(Collected data entries)

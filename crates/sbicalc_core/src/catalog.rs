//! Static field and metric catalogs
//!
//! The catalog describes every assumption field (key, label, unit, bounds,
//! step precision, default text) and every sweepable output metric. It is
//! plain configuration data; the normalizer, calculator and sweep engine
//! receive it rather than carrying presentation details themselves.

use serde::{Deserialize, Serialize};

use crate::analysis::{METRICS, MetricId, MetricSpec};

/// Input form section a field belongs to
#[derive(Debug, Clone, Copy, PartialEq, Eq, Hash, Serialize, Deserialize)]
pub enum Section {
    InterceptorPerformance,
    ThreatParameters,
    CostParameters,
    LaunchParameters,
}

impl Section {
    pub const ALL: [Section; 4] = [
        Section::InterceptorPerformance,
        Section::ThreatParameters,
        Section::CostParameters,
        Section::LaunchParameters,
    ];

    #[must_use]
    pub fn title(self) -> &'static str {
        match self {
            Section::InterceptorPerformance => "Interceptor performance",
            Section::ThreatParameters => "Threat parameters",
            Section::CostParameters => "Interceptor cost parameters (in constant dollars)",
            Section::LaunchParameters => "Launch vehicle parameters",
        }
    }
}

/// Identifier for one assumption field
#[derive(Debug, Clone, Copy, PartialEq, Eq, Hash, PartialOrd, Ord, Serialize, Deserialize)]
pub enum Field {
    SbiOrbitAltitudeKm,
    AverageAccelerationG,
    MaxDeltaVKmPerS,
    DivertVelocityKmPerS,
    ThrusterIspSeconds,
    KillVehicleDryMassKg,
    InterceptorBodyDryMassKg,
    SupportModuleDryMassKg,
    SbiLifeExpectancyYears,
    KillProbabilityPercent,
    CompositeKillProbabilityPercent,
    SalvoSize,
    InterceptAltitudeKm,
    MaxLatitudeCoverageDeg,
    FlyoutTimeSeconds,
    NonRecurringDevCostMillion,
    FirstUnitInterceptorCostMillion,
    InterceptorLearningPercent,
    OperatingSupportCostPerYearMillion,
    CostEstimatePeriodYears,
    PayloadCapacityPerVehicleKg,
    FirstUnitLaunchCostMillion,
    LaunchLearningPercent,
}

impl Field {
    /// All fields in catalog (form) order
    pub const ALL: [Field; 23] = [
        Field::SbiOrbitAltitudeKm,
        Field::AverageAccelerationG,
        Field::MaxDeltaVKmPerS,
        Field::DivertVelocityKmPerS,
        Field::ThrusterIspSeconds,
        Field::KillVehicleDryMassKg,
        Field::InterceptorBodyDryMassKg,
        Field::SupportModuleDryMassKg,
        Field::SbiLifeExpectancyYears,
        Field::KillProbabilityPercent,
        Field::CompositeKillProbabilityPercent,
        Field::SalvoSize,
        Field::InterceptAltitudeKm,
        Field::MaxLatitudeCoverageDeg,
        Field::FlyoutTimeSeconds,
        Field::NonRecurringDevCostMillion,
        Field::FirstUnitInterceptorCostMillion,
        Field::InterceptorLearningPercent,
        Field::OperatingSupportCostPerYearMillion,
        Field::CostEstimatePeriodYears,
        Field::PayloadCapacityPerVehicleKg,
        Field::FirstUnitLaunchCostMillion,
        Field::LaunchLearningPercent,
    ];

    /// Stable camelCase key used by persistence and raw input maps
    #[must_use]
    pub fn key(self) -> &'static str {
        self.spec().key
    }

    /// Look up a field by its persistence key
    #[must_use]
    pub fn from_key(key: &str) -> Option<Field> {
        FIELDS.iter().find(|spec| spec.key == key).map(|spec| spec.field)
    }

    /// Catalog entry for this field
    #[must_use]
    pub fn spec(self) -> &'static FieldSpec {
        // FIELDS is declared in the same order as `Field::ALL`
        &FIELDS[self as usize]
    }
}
...
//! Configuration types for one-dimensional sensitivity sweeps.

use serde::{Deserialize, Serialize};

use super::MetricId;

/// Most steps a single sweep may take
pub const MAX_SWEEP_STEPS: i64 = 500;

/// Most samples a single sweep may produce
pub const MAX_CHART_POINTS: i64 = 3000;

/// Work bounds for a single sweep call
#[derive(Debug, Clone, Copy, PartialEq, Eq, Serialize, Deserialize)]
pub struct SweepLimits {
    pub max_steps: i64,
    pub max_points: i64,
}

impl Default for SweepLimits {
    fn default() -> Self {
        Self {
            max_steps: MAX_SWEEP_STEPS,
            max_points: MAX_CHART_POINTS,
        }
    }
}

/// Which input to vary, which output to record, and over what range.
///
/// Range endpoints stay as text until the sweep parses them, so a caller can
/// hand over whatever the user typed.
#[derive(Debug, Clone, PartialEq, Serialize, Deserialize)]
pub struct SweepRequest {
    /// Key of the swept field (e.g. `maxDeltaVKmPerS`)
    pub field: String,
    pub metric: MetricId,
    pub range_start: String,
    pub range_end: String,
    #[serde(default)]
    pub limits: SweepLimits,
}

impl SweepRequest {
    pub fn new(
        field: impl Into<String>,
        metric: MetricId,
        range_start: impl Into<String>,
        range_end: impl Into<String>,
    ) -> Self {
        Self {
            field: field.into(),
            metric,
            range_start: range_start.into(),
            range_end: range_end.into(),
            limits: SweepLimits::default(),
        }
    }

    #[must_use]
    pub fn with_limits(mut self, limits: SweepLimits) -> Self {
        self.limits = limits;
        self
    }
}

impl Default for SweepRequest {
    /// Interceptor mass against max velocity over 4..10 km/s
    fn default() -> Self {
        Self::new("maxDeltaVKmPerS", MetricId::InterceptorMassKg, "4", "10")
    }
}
...
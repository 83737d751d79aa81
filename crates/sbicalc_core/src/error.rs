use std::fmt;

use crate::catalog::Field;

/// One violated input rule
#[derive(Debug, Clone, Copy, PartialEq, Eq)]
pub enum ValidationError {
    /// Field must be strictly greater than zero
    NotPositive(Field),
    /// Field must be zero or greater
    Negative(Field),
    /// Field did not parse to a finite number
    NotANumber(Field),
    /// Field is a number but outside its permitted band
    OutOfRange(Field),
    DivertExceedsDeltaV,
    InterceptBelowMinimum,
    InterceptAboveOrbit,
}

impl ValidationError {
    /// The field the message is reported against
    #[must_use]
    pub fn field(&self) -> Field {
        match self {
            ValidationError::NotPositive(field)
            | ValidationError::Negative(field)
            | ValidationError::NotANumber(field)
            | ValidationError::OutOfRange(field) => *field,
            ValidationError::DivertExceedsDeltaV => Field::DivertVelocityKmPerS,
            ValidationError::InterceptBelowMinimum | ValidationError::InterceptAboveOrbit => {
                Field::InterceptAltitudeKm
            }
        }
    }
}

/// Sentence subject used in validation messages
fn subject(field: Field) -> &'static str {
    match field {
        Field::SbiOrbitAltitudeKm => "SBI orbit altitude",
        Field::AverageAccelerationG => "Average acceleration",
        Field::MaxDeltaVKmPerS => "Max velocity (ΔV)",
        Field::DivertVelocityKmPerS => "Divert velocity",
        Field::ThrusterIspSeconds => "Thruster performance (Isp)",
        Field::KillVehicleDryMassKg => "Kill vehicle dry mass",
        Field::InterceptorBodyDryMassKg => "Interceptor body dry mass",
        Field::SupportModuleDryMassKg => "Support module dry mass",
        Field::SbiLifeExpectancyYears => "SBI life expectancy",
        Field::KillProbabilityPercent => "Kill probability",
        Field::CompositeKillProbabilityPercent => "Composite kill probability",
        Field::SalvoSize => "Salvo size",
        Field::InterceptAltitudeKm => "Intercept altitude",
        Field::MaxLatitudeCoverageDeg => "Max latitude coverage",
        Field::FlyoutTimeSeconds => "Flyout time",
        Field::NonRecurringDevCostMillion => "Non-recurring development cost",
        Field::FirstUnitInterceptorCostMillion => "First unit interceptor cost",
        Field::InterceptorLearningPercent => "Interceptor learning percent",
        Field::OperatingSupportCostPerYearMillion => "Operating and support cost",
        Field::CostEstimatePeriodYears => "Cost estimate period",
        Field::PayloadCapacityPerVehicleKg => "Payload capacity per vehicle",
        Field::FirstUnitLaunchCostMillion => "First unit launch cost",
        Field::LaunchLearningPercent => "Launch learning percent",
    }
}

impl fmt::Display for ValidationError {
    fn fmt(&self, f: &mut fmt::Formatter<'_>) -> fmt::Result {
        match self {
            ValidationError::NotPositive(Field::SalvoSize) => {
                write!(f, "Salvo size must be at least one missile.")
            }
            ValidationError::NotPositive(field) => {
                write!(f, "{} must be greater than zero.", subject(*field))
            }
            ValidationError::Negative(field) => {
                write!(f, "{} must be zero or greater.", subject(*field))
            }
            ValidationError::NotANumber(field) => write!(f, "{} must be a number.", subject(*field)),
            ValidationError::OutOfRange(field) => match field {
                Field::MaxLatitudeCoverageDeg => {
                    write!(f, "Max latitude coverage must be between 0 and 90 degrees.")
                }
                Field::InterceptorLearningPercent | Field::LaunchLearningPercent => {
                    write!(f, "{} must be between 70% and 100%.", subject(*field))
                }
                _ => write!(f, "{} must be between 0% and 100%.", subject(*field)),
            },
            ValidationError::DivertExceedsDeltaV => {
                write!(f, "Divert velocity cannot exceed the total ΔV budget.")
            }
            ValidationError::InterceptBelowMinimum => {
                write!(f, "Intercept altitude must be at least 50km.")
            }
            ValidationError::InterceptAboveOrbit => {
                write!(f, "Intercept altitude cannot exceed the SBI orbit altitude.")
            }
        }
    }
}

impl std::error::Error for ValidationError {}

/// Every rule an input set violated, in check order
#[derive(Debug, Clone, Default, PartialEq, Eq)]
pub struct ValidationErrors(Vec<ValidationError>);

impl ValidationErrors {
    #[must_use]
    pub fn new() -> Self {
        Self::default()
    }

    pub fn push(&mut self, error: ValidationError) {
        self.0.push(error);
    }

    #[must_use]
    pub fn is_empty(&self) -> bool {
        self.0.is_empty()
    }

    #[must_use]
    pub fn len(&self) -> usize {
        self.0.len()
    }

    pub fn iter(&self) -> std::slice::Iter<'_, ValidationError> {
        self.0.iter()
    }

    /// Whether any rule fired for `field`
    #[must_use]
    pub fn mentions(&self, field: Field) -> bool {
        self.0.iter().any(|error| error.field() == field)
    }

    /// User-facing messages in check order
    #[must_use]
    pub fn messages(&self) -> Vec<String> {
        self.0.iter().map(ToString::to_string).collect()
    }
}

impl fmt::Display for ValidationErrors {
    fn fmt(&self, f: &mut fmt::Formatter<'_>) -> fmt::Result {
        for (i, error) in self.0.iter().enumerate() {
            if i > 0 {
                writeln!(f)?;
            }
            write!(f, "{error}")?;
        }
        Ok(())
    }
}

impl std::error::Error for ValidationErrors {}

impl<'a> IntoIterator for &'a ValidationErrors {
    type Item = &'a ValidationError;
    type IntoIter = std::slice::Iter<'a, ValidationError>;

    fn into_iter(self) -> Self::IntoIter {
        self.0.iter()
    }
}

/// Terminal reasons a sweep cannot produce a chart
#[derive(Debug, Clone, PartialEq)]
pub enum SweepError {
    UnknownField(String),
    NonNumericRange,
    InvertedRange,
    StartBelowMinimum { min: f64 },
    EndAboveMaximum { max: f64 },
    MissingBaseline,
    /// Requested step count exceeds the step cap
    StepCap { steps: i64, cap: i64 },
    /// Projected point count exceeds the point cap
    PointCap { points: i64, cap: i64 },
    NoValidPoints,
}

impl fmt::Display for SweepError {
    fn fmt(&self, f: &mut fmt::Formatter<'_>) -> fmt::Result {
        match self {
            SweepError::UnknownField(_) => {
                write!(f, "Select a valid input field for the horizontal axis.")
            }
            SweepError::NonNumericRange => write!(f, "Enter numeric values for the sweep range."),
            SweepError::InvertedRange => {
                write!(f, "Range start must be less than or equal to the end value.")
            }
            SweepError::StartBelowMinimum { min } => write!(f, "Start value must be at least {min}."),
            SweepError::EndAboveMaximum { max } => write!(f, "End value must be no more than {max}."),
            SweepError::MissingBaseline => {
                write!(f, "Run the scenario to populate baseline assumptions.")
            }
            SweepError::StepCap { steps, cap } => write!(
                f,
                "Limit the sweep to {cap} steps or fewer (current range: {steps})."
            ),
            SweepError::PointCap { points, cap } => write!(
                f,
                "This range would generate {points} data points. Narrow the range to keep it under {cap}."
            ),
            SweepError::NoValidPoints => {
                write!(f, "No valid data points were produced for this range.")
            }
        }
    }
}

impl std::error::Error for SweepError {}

:: YOUR OBJECTIVE ::
In the data above, how many lines contain the string "PayloadCapacityPerVehicleKg"? Answer with the number only.

:: ANSWER BOX ::
3